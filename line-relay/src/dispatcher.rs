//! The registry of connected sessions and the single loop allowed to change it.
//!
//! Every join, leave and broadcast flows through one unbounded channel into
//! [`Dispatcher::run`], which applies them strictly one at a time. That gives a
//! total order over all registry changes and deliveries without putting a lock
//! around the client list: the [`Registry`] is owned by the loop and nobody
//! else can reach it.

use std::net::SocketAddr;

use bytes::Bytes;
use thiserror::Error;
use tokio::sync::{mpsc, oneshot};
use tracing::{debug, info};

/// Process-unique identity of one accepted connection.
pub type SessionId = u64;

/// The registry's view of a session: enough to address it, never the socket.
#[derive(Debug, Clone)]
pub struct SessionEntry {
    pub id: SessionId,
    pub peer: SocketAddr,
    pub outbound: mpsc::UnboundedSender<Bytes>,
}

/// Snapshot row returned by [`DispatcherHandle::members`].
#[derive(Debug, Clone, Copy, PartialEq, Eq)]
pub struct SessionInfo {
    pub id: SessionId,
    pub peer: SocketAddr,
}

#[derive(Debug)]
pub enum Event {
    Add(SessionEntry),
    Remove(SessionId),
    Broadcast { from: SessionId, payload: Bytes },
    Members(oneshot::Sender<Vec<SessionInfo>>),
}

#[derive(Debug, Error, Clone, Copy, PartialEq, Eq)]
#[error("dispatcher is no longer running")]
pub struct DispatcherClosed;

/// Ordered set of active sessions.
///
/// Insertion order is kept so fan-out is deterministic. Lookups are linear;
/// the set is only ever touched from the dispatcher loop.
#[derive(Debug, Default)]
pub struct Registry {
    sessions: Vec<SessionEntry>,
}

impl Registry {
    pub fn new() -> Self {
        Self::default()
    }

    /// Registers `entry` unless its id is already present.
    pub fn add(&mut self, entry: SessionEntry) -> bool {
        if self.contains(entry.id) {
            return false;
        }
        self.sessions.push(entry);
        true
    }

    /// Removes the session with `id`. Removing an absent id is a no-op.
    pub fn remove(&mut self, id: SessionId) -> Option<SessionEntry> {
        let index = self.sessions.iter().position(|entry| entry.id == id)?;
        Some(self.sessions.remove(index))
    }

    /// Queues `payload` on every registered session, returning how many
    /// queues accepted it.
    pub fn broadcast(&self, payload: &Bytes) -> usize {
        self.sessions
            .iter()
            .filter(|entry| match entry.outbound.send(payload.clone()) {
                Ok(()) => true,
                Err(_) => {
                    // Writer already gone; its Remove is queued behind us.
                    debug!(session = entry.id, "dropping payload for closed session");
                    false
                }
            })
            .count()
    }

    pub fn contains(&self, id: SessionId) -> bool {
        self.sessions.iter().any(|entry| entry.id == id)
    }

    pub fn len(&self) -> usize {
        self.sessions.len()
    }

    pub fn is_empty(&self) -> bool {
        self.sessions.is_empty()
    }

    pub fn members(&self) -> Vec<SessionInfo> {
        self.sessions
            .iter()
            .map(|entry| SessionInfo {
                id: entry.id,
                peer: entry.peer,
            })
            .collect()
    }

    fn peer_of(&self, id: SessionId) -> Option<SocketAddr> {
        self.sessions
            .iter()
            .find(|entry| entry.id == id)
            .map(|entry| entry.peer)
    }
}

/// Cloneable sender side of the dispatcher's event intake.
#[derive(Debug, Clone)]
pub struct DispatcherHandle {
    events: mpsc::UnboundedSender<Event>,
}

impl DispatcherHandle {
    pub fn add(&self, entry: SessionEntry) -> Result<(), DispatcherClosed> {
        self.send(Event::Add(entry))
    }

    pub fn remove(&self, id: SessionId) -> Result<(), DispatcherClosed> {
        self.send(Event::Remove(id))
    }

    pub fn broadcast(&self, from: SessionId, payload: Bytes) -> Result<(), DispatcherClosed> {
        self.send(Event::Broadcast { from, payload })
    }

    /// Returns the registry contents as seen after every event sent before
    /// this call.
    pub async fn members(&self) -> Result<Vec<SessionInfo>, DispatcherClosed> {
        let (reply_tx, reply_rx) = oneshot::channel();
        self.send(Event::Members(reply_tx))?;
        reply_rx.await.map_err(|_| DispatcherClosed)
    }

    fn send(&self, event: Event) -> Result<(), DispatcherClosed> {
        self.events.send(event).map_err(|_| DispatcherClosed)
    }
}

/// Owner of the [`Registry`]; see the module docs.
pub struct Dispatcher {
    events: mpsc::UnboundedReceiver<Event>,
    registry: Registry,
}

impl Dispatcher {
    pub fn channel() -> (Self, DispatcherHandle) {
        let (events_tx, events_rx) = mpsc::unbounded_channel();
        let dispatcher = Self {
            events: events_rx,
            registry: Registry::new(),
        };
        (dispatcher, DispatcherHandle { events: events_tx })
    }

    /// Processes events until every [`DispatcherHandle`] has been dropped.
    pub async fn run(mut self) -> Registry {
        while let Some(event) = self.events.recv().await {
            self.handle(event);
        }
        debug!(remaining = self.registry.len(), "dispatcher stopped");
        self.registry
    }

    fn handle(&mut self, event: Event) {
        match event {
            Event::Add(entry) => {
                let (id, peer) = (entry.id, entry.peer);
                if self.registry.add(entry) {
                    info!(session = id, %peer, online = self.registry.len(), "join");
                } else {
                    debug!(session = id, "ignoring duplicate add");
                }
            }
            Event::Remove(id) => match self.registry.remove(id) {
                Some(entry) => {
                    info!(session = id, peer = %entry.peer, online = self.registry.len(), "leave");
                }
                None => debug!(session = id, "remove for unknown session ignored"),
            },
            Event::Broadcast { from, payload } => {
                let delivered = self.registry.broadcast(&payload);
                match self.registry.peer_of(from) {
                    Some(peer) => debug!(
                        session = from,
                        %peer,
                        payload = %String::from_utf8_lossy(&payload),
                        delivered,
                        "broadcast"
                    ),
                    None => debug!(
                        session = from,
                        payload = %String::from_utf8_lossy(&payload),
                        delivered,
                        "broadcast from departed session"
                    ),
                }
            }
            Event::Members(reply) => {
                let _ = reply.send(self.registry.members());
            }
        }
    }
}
* * *
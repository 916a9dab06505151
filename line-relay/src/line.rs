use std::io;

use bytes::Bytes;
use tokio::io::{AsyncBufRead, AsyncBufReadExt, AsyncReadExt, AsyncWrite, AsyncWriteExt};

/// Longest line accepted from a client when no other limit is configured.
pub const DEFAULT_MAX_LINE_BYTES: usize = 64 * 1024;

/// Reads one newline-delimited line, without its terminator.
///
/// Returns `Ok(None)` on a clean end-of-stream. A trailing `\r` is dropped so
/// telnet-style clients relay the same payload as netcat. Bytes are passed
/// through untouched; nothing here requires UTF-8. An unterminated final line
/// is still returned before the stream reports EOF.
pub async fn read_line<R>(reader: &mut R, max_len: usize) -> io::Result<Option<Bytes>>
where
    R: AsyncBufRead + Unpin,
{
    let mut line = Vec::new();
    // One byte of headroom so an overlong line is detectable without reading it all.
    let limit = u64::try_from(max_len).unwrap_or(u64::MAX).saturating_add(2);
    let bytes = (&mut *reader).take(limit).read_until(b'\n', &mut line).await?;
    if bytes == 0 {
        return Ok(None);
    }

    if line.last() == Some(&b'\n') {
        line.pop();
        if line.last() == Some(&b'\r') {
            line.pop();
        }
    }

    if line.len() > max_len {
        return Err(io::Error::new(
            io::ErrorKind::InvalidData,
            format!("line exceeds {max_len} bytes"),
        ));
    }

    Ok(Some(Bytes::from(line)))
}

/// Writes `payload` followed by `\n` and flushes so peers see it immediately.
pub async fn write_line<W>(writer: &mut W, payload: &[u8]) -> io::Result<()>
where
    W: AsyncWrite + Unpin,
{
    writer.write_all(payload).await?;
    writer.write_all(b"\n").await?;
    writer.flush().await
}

• EXERCISE INSTRUCTIONS: Copy out each line of the data that has the word "already" in it.

• TASK RESULT:
    /// Registers `entry` unless its id is already present.
                    // Writer already gone; its Remove is queued behind us.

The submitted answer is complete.